- [LISTED RECORDS]
//! Optimistic, queue-serialized cart state over a tool-calling shop backend.
//!
//! # Examples
//!
//! Serializing arbitrary work with [`queue::OperationQueue`]:
//! ```
//! use cartsync::queue::OperationQueue;
//!
//! # #[tokio::main]
//! # async fn main() {
//! let queue = OperationQueue::new();
//! let first = queue.enqueue(None, || async { Ok::<_, String>(1) });
//! let second = queue.enqueue(None, || async { Ok::<_, String>(2) });
//! assert_eq!(first.await.expect("first"), 1);
//! assert_eq!(second.await.expect("second"), 2);
//! # }
//! ```
//!
//! Runtime usage against the simulated store:
//! ```
//! use std::sync::Arc;
//!
//! use cartsync::{
//!     backend::{CatalogEntry, InMemoryBackend},
//!     config::CartConfig,
//!     core::cart::CartState,
//!     item::ItemDraft,
//!     runtime::handle::spawn_cart,
//! };
//!
//! # #[tokio::main]
//! # async fn main() {
//! let backend = Arc::new(InMemoryBackend::new(vec![
//!     CatalogEntry::new("jordan-bulls-jersey", "size-m-authentic", 199.99),
//! ]));
//! let cart = spawn_cart(CartState::new(), backend, CartConfig::default());
//! let outcome = cart
//!     .add_item(ItemDraft::new("jordan-bulls-jersey", "size-m-authentic", 199.99, 1))
//!     .await
//!     .expect("add");
//! assert_eq!(outcome.item.expect("line").quantity, 1);
//! assert_eq!(cart.total(), 199.99);
//! cart.shutdown().await.expect("shutdown");
//! # }
//! ```
#![deny(missing_docs)]

/// Backend collaborator trait, HTTP client, and simulated store.
pub mod backend;
/// Session configuration.
pub mod config;
/// Local cart state machine and display metadata.
pub mod core;
/// Cart lines, drafts, and server snapshots.
pub mod item;
/// Cart mutations and tool requests.
pub mod op;
/// Sequential operation queue.
pub mod queue;
/// Cart runtime handle and events.
pub mod runtime;
/// Shared primitive types.
pub mod types;
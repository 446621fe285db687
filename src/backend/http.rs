//! reqwest-backed tool endpoint client.

use std::time::Duration;

use async_trait::async_trait;

use crate::{config::CartConfig, op::ToolRequest};

use super::{BackendError, CartBackend, ToolResponse};

/// Path of the tool endpoint under the backend base url.
pub const TOOL_ENDPOINT: &str = "/mcp-action";

/// Posts tool requests as JSON to `{base_url}/mcp-action`.
#[derive(Debug, Clone)]
pub struct HttpBackend {
    client: reqwest::Client,
    endpoint: String,
    timeout: Duration,
}

impl HttpBackend {
    /// Client for `base_url` with a per-request `timeout`.
    pub fn new(base_url: &str, timeout: Duration) -> Self {
        Self {
            client: reqwest::Client::new(),
            endpoint: endpoint_url(base_url),
            timeout,
        }
    }

    /// Client configured from `config`.
    pub fn from_config(config: &CartConfig) -> Self {
        Self::new(&config.backend_url, config.request_timeout())
    }

    /// Full url requests are posted to.
    pub fn endpoint(&self) -> &str {
        &self.endpoint
    }

    /// The request timeout covers the body read as well as the headers.
    fn transport_error(&self, err: reqwest::Error) -> BackendError {
        if err.is_timeout() {
            BackendError::Timeout(self.timeout)
        } else {
            BackendError::Http(err)
        }
    }
}

fn endpoint_url(base_url: &str) -> String {
    format!("{}{}", base_url.trim_end_matches('/'), TOOL_ENDPOINT)
}

#[async_trait]
impl CartBackend for HttpBackend {
    async fn call_tool(&self, request: ToolRequest) -> Result<ToolResponse, BackendError> {
        tracing::debug!(tool = %request.tool_name, endpoint = %self.endpoint, "posting tool request");
        let response = self
            .client
            .post(&self.endpoint)
            .timeout(self.timeout)
            .json(&request)
            .send()
            .await
            .map_err(|err| self.transport_error(err))?;

        let status = response.status();
        if !status.is_success() {
            let body = response.text().await.unwrap_or_default();
            return Err(BackendError::Status {
                status: status.as_u16(),
                body,
            });
        }

        let bytes = response
            .bytes()
            .await
            .map_err(|err| self.transport_error(err))?;
        Ok(serde_json::from_slice(&bytes)?)
    }
}

#[cfg(test)]
mod tests {
    use super::*;

    #[test]
    fn endpoint_joins_without_double_slash() {
        assert_eq!(endpoint_url("http://localhost:3002/"), "http://localhost:3002/mcp-action");
        assert_eq!(endpoint_url("http://api"), "http://api/mcp-action");
    }

    #[test]
    fn from_config_uses_configured_url() {
        let cfg = CartConfig {
            backend_url: "http://shop.test".to_string(),
            ..CartConfig::default()
        };
        let backend = HttpBackend::from_config(&cfg);
        assert_eq!(backend.endpoint(), "http://shop.test/mcp-action");
    }
}
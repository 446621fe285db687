//! Runtime configuration for a cart session.

use std::{str::FromStr, time::Duration};

use crate::types::SessionId;

/// Settings for [`crate::runtime::handle::spawn_cart`].
#[derive(Debug, Clone, PartialEq)]
pub struct CartConfig {
    /// Cart session sent with every tool call.
    pub session_id: SessionId,
    /// Base url of the backend exposing `/mcp-action`.
    pub backend_url: String,
    /// Quiet period before a triggered resync runs.
    pub resync_debounce_ms: u64,
    /// Per-request timeout for the HTTP backend.
    pub request_timeout_ms: u64,
    /// Capacity of the event broadcast channel.
    pub event_buffer: usize,
}

impl Default for CartConfig {
    fn default() -> Self {
        Self {
            session_id: uuid::Uuid::new_v4().to_string(),
            backend_url: "http://localhost:3002".to_string(),
            resync_debounce_ms: 300,
            request_timeout_ms: 10_000,
            event_buffer: 256,
        }
    }
}

impl CartConfig {
    /// Defaults overlaid with `CART_*` environment variables.
    pub fn from_env() -> Self {
        Self::from_lookup(|key| std::env::var(key).ok())
    }

    /// Defaults overlaid with values from `lookup`.
    pub fn from_lookup(lookup: impl Fn(&str) -> Option<String>) -> Self {
        let mut cfg = Self::default();
        if let Some(v) = lookup("CART_SESSION_ID").filter(|v| !v.is_empty()) {
            cfg.session_id = v;
        }
        if let Some(v) = lookup("CART_BACKEND_URL").filter(|v| !v.is_empty()) {
            cfg.backend_url = v;
        }
        overlay(&lookup, "CART_RESYNC_DEBOUNCE_MS", &mut cfg.resync_debounce_ms);
        overlay(&lookup, "CART_REQUEST_TIMEOUT_MS", &mut cfg.request_timeout_ms);
        cfg
    }

    /// [`CartConfig::resync_debounce_ms`] as a duration.
    pub fn resync_debounce(&self) -> Duration {
        Duration::from_millis(self.resync_debounce_ms)
    }

    /// [`CartConfig::request_timeout_ms`] as a duration.
    pub fn request_timeout(&self) -> Duration {
        Duration::from_millis(self.request_timeout_ms)
    }
}

fn overlay<T: FromStr>(lookup: &impl Fn(&str) -> Option<String>, key: &str, slot: &mut T) {
    let Some(raw) = lookup(key) else { return };
    match raw.trim().parse() {
        Ok(v) => *slot = v,
        Err(_) => tracing::warn!(key, value = %raw, "ignoring unparseable config value"),
    }
}
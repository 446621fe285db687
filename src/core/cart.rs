use hashbrown::HashSet;

use crate::{
    item::{CartItem, CartSnapshot},
    op::CartOp,
    types::{LineKey, OpId},
};

/// Local, optimistic view of the server cart.
///
/// Pure state machine: callers drive the mutation template
/// (`begin` / `apply` / `rollback` / `settle`) and own all I/O.
#[derive(Debug, Clone, Default, PartialEq)]
pub struct CartState {
    items: Vec<CartItem>,
    backup: Vec<CartItem>,
    pending_mutations: HashSet<OpId>,
    mutation_epoch: u64,
    synced: bool,
}

impl CartState {
    /// Empty, never-synced cart.
    pub fn new() -> Self {
        Self::default()
    }

    /// Cart seeded with `items`, as if freshly synced.
    pub fn with_items(items: Vec<CartItem>) -> Self {
        Self {
            items,
            synced: true,
            ..Self::default()
        }
    }

    /// Starts a mutation: records the backup and registers `op_id` as in flight.
    ///
    /// The returned backup belongs to this mutation; on failure pass it back to
    /// [`CartState::rollback`] rather than reading [`CartState::backup`], which a
    /// later mutation may already have replaced.
    pub fn begin(&mut self, op_id: &OpId) -> Vec<CartItem> {
        self.backup = self.items.clone();
        self.pending_mutations.insert(op_id.clone());
        self.mutation_epoch += 1;
        self.backup.clone()
    }

    /// Applies `op` to the local items and returns the resulting line, if any.
    pub fn apply(&mut self, op: &CartOp) -> Option<CartItem> {
        match op {
            CartOp::Add { draft } => {
                if draft.quantity == 0 {
                    return self.get(&draft.key()).cloned();
                }
                let key = draft.key();
                if let Some(line) = self.items.iter_mut().find(|i| i.matches(&key)) {
                    line.quantity = line.quantity.saturating_add(draft.quantity);
                    return Some(line.clone());
                }
                let line = draft.clone().into_item();
                self.items.push(line.clone());
                Some(line)
            }
            CartOp::Remove { key } => {
                self.items.retain(|i| !i.matches(key));
                None
            }
            CartOp::SetQuantity { key, quantity } => {
                if *quantity <= 0 {
                    self.items.retain(|i| !i.matches(key));
                    return None;
                }
                let qty = u32::try_from(*quantity).unwrap_or(u32::MAX);
                let line = self.items.iter_mut().find(|i| i.matches(key))?;
                line.quantity = qty;
                Some(line.clone())
            }
            CartOp::Clear => {
                self.items.clear();
                None
            }
        }
    }

    /// Restores `backup` verbatim.
    pub fn rollback(&mut self, backup: Vec<CartItem>) {
        self.items = backup;
    }

    /// Marks `op_id` settled. Returns true when nothing is left in flight.
    pub fn settle(&mut self, op_id: &OpId) -> bool {
        self.pending_mutations.remove(op_id);
        self.pending_mutations.is_empty()
    }

    /// Replaces every line with the server's view.
    pub fn replace_from_snapshot(&mut self, snapshot: CartSnapshot) {
        self.items = snapshot
            .items
            .into_iter()
            .filter(|line| line.quantity > 0)
            .map(|line| line.into_item())
            .collect();
        self.synced = true;
    }

    /// Current lines in display order.
    pub fn items(&self) -> &[CartItem] {
        &self.items
    }

    /// Line for `key`.
    pub fn get(&self, key: &LineKey) -> Option<&CartItem> {
        self.items.iter().find(|i| i.matches(key))
    }

    /// Whether a line for `key` exists.
    pub fn contains(&self, key: &LineKey) -> bool {
        self.get(key).is_some()
    }

    /// Sum of line totals, rounded to cents.
    pub fn total(&self) -> f64 {
        let raw: f64 = self.items.iter().map(CartItem::line_total).sum();
        (raw * 100.0).round() / 100.0
    }

    /// Sum of quantities.
    pub fn item_count(&self) -> u64 {
        self.items.iter().map(|i| u64::from(i.quantity)).sum()
    }

    /// Snapshot taken before the most recent mutation.
    pub fn backup(&self) -> &[CartItem] {
        &self.backup
    }

    /// Mutations currently in flight.
    pub fn pending_mutations(&self) -> &HashSet<OpId> {
        &self.pending_mutations
    }

    /// Whether any mutation is in flight.
    pub fn has_pending_mutations(&self) -> bool {
        !self.pending_mutations.is_empty()
    }

    /// Counter bumped by every [`CartState::begin`].
    pub fn epoch(&self) -> u64 {
        self.mutation_epoch
    }

    /// True after at least one successful resync.
    pub fn is_synced(&self) -> bool {
        self.synced
    }
}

- [YOUR TASK] Copy out each line of the data above, exactly, if it lies between the line holding "pub fn begin(&mut" and the line holding "let line = draft.clone().into_item();", inclusive; copy no other line.

- [RESULT FOR THIS EXERCISE]
    pub fn begin(&mut self, op_id: &OpId) -> Vec<CartItem> {
        self.backup = self.items.clone();
        self.pending_mutations.insert(op_id.clone());
        self.mutation_epoch += 1;
        self.backup.clone()
    }

    /// Applies `op` to the local items and returns the resulting line, if any.
    pub fn apply(&mut self, op: &CartOp) -> Option<CartItem> {
        match op {
            CartOp::Add { draft } => {
                if draft.quantity == 0 {
                    return self.get(&draft.key()).cloned();
                }
                let key = draft.key();
                if let Some(line) = self.items.iter_mut().find(|i| i.matches(&key)) {
                    line.quantity = line.quantity.saturating_add(draft.quantity);
                    return Some(line.clone());
                }
                let line = draft.clone().into_item();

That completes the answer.